Fig. 5. — Renal γδ T cells retain IL-17A production during chronic *S. aureus* infection. *Foxp3*^RFP×*Il17a*^eGFP×*Ifng*^Kat mice were infected with 10⁷ CFU of *S. aureus* or remained without infection. At the indicated days p.i., cells were isolated from the spleen, kidney, lung, and liver, and CD45iv⁻ γδTCR⁺ CD3⁺ cells were directly analyzed for cytokine reporter proteins. Three minutes prior to collecting of organs, mice received i.v. fluorochrome-conjugated anti-CD45 mAb to label vascular cells. (A) Representative dot plots for Katushka (IFN-γ) and GFP (IL-17A) expression in renal γδ T cells. (B) Percentages of IL-17A⁺IFN-γ⁻, IL-17A⁺IFN-γ⁺, and IL-17A⁻IFN-γ⁺ γδ T cells in organs. Representative result of two independent experiments with four to seven mice per group and time point. Symbols represent individual mice, and bars show median values. Statistical analysis was performed by one-way ANOVA test and Dunnett’s multiple comparisons posttest.

To identify the subtype of IL-17A-producing γδ T cells, renal T cells from S. aureus-infected mice were polyclonally stimulated and cytokine expression in Vγ1⁺, Vγ4⁺, and Vγ1⁻Vγ4⁻ γδ T cells was determined (SI Appendix, Fig. S6D). Vγ1⁺ and Vγ4⁺ showed strong production of IFN-γ but only approx. 5% of cells were IL-17A⁺. In contrast, the vast majority of Vγ1⁻Vγ4⁻ γδ T cells was IL-17A⁺, and a small subset of these cells was IFN-γ⁺IL-17A⁺ indicating that Vγ1⁻Vγ4⁻ γδ T cells and thus most likely Vγ6⁺ cells were the main IL-17A-producing γδ T cells in infected kidneys. In contrast, renal Vγ1⁺ and Vγ4⁺ γδ T cells were more capable of producing IFN-γ. In conclusion, renal Vγ1⁻Vγ4⁻ (Vγ6⁺) γδ T cells become rapidly activated, proliferate, and secrete IL-17A after systemic S. aureus infection. During the chronic phase, renal γδ T cells acquire a CD69⁺ Trm phenotype and continuously produce IL-17A.

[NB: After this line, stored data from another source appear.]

//! Live puzzle state and the records derived from play
//!
//! `Layout` is built from a `Puzzle` at import and owns every live
//! position. The puzzle itself is never mutated.

use std::collections::{BTreeMap, BTreeSet};

use glam::{Mat4, Vec3};
use serde::{Deserialize, Serialize};

use super::geometry::CellKey;
use crate::error::WorldError;
use crate::world::{Dialog, ElementKind, Location, Puzzle};

/// Current phase of the perspective
#[derive(Debug, Clone, Copy, PartialEq, Eq, Serialize, Deserialize)]
pub enum GamePhase {
    /// Waiting for a gesture or a launch
    Idle,
    /// A drag gesture is rotating the world
    Rotating,
    /// A launch is in flight
    Animating,
    /// Puzzle finished; no further input is accepted
    GameOver { won: bool },
}

/// Outcome events, in the order they occur
#[derive(Debug, Clone, PartialEq, Serialize, Deserialize)]
pub enum GameEvent {
    TravelStart,
    /// The burn ended or the ship came to rest
    BlastComplete,
    TravelComplete,
    /// A rotation snap finished
    TurnComplete,
    BlockHit { sphere: String, block: String },
    /// Stopped against another ship already at rest
    SphereHit { sphere: String, other: String },
    PortalTraversed { sphere: String, from: Location, to: Location },
    /// Left the visible play volume
    OutlineCrossed { sphere: String },
    MoveRecorded { score: u32 },
    GameLost,
    GameWon { score: u32, stars: u32 },
    /// Dialog names to present, in order
    DialogsReady(Vec<String>),
}

/// Portal pairs keyed by entry cell
#[derive(Debug, Clone, Default, PartialEq)]
pub struct LinkedPortals {
    links: BTreeMap<CellKey, Location>,
}

impl LinkedPortals {
    /// Pair portals two at a time in declaration order; links are bidirectional
    pub fn pair(portals: &[Location]) -> Result<Self, WorldError> {
        if portals.len() % 2 != 0 {
            return Err(WorldError::OddPortalCount {
                count: portals.len(),
            });
        }
        let mut links = BTreeMap::new();
        for pair in portals.chunks_exact(2) {
            links.insert(CellKey::from(pair[0]), pair[1]);
            links.insert(CellKey::from(pair[1]), pair[0]);
        }
        Ok(Self { links })
    }

    /// Exit cell for a sphere entering at `entry`
    #[inline]
    pub fn exit(&self, entry: CellKey) -> Option<Location> {
        self.links.get(&entry).copied()
    }

    /// Number of linked entries (two per pair)
    pub fn len(&self) -> usize {
        self.links.len()
    }

    pub fn is_empty(&self) -> bool {
        self.links.is_empty()
    }
}

/// Live positions of every cell-bound element in the current puzzle
#[derive(Debug, Clone)]
pub struct Layout {
    /// World edge length in cells
    pub size: f32,
    pub spheres: BTreeMap<String, Vec3>,
    pub blocks: BTreeMap<String, Vec3>,
    pub goals: BTreeMap<String, Vec3>,
    pub portals: BTreeMap<String, Vec3>,
    pub scenery: BTreeMap<String, Vec3>,
    pub links: LinkedPortals,
    pub dialogs: Vec<Dialog>,
    initial: BTreeMap<String, Vec3>,
}

impl Layout {
    pub fn from_puzzle(puzzle: &Puzzle, size: u32) -> Result<Self, WorldError> {
        if size == 0 {
            return Err(WorldError::InvalidSize);
        }

        let mut layout = Self {
            size: size as f32,
            spheres: BTreeMap::new(),
            blocks: BTreeMap::new(),
            goals: BTreeMap::new(),
            portals: BTreeMap::new(),
            scenery: BTreeMap::new(),
            links: LinkedPortals::default(),
            dialogs: puzzle.dialogs.clone(),
            initial: BTreeMap::new(),
        };
        let mut portal_cells = Vec::new();

        for element in &puzzle.elements {
            let kind = element.kind()?;
            if !kind.has_location() {
                continue;
            }
            let cell = element.cell()?;
            let position = cell.to_vec3();
            let name = element.name.clone();
            match kind {
                ElementKind::Sphere => {
                    layout.initial.insert(name.clone(), position);
                    layout.spheres.insert(name, position);
                }
                ElementKind::Block => {
                    layout.blocks.insert(name, position);
                }
                ElementKind::Goal => {
                    layout.goals.insert(name, position);
                }
                ElementKind::Portal => {
                    portal_cells.push(cell);
                    layout.portals.insert(name, position);
                }
                ElementKind::Scenery => {
                    layout.scenery.insert(name, position);
                }
                ElementKind::Sky | ElementKind::Outline => {}
            }
        }

        layout.links = LinkedPortals::pair(&portal_cells)?;
        Ok(layout)
    }

    /// Put every sphere back where the puzzle declares it
    pub fn reset(&mut self) {
        self.spheres = self.initial.clone();
    }

    /// Half the world size: anything beyond is outside the outline
    #[inline]
    pub fn half_extent(&self) -> f32 {
        self.size / 2.0
    }

    pub fn is_goal(&self, position: Vec3) -> bool {
        let key = CellKey::from_vec3(position);
        self.goals.values().any(|g| CellKey::from_vec3(*g) == key)
    }
}

/// One recorded player action
#[derive(Debug, Clone, PartialEq, Serialize, Deserialize)]
#[serde(tag = "move", rename_all = "lowercase")]
pub enum Move {
    /// Where a sphere came to rest after a launch
    Launch { sphere: String, location: Location },
    /// A snap to a new axis orientation (index into the 24 orientations)
    Rotate { orientation: usize },
}

/// Moves made during one attempt at a puzzle
#[derive(Debug, Clone, Default, PartialEq, Serialize, Deserialize)]
pub struct Solution {
    pub moves: Vec<Move>,
    /// Player actions taken; a launch counts once however many spheres move
    pub score: u32,
}

impl Solution {
    pub fn new() -> Self {
        Self::default()
    }

    pub fn record_rotation(&mut self, orientation: usize) {
        self.moves.push(Move::Rotate { orientation });
        self.score += 1;
    }

    pub fn record_launch<'a>(&mut self, resting: impl IntoIterator<Item = (&'a str, Location)>) {
        for (sphere, location) in resting {
            self.moves.push(Move::Launch {
                sphere: sphere.to_string(),
                location,
            });
        }
        self.score += 1;
    }

    pub fn clear(&mut self) {
        self.moves.clear();
        self.score = 0;
    }
}

/// Read-only view of the simulation for the rendering layer
#[derive(Debug, Clone)]
pub struct SceneSnapshot {
    pub phase: GamePhase,
    pub rotation: Mat4,
    pub inverse_rotation: Option<Mat4>,
    pub spheres: BTreeMap<String, Vec3>,
    pub blocks: BTreeMap<String, Vec3>,
    pub goals: BTreeMap<String, Vec3>,
    pub portals: BTreeMap<String, Vec3>,
    pub scenery: BTreeMap<String, Vec3>,
    /// Thruster effect active
    pub blast: bool,
    /// Spheres currently outside the outline
    pub out_of_bounds: BTreeSet<String>,
}

#[cfg(test)]
mod tests {
    use super::*;
    use crate::world::Element;

    fn portal_puzzle(count: i32) -> Puzzle {
        let mut elements = vec![Element::new("ship", ElementKind::Sphere, Location::new(0, 2, 0))];
        for i in 0..count {
            elements.push(Element::new(
                &format!("p{}", i + 1),
                ElementKind::Portal,
                Location::new(i, 0, 0),
            ));
        }
        Puzzle {
            target: 1,
            description: String::new(),
            elements,
            dialogs: Vec::new(),
        }
    }

    #[test]
    fn test_portals_pair_in_declaration_order() {
        let layout = Layout::from_puzzle(&portal_puzzle(4), 9).unwrap();
        let links = &layout.links;
        assert_eq!(links.len(), 4);
        let key = |x| CellKey::from(Location::new(x, 0, 0));
        assert_eq!(links.exit(key(0)), Some(Location::new(1, 0, 0)));
        assert_eq!(links.exit(key(1)), Some(Location::new(0, 0, 0)));
        assert_eq!(links.exit(key(2)), Some(Location::new(3, 0, 0)));
        assert_eq!(links.exit(key(3)), Some(Location::new(2, 0, 0)));
        assert_eq!(links.exit(key(4)), None);
    }

    #[test]
    fn test_odd_portal_count_fails_import() {
        assert!(matches!(
            Layout::from_puzzle(&portal_puzzle(3), 9),
            Err(WorldError::OddPortalCount { count: 3 })
        ));
    }

    #[test]
    fn test_unknown_kind_fails_import() {
        let mut puzzle = portal_puzzle(0);
        puzzle.elements[0].kind = "comet".to_string();
        assert!(matches!(
            Layout::from_puzzle(&puzzle, 9),
            Err(WorldError::UnknownElementKind { .. })
        ));
    }

    #[test]
    fn test_reset_restores_spheres() {
        let mut layout = Layout::from_puzzle(&portal_puzzle(0), 9).unwrap();
        layout.spheres.insert("ship".to_string(), Vec3::new(4.0, 0.0, 0.0));
        layout.reset();
        assert_eq!(layout.spheres["ship"], Vec3::new(0.0, 2.0, 0.0));
    }

    #[test]
    fn test_solution_scoring() {
        let mut solution = Solution::new();
        solution.record_rotation(3);
        solution.record_launch([("a", Location::new(0, 0, 0)), ("b", Location::new(1, 0, 0))]);
        assert_eq!(solution.score, 2);
        assert_eq!(solution.moves.len(), 3);
        solution.clear();
        assert_eq!(solution, Solution::default());
    }
}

Cytokine production by CD4⁺ T cells was analyzed in parallel (SI Appendix, Fig. S6 E–G). In the spleen and kidney, we observed a peak of IL-17A⁺ CD4⁺ T cells at day 7 p.i. Thereafter, the percentages of IL-17A⁺ CD4⁺ T cells declined. However, in the chronic phase at day 70 p.i., some mice showed high percentages of IL-17A⁺ CD4⁺ T cells in the kidney. IL-17A production by renal CD4⁺ T cells at late time points of infection was dependent on the presence of S. aureus (SI Appendix, Fig. S6 A–C). We also detected IFN-γ⁺ CD4⁺ T cells at days 3 to 7 p.i., and IL-17A⁺IFN-γ⁺ CD4⁺ T cells remained at marginal levels at all time points of analysis.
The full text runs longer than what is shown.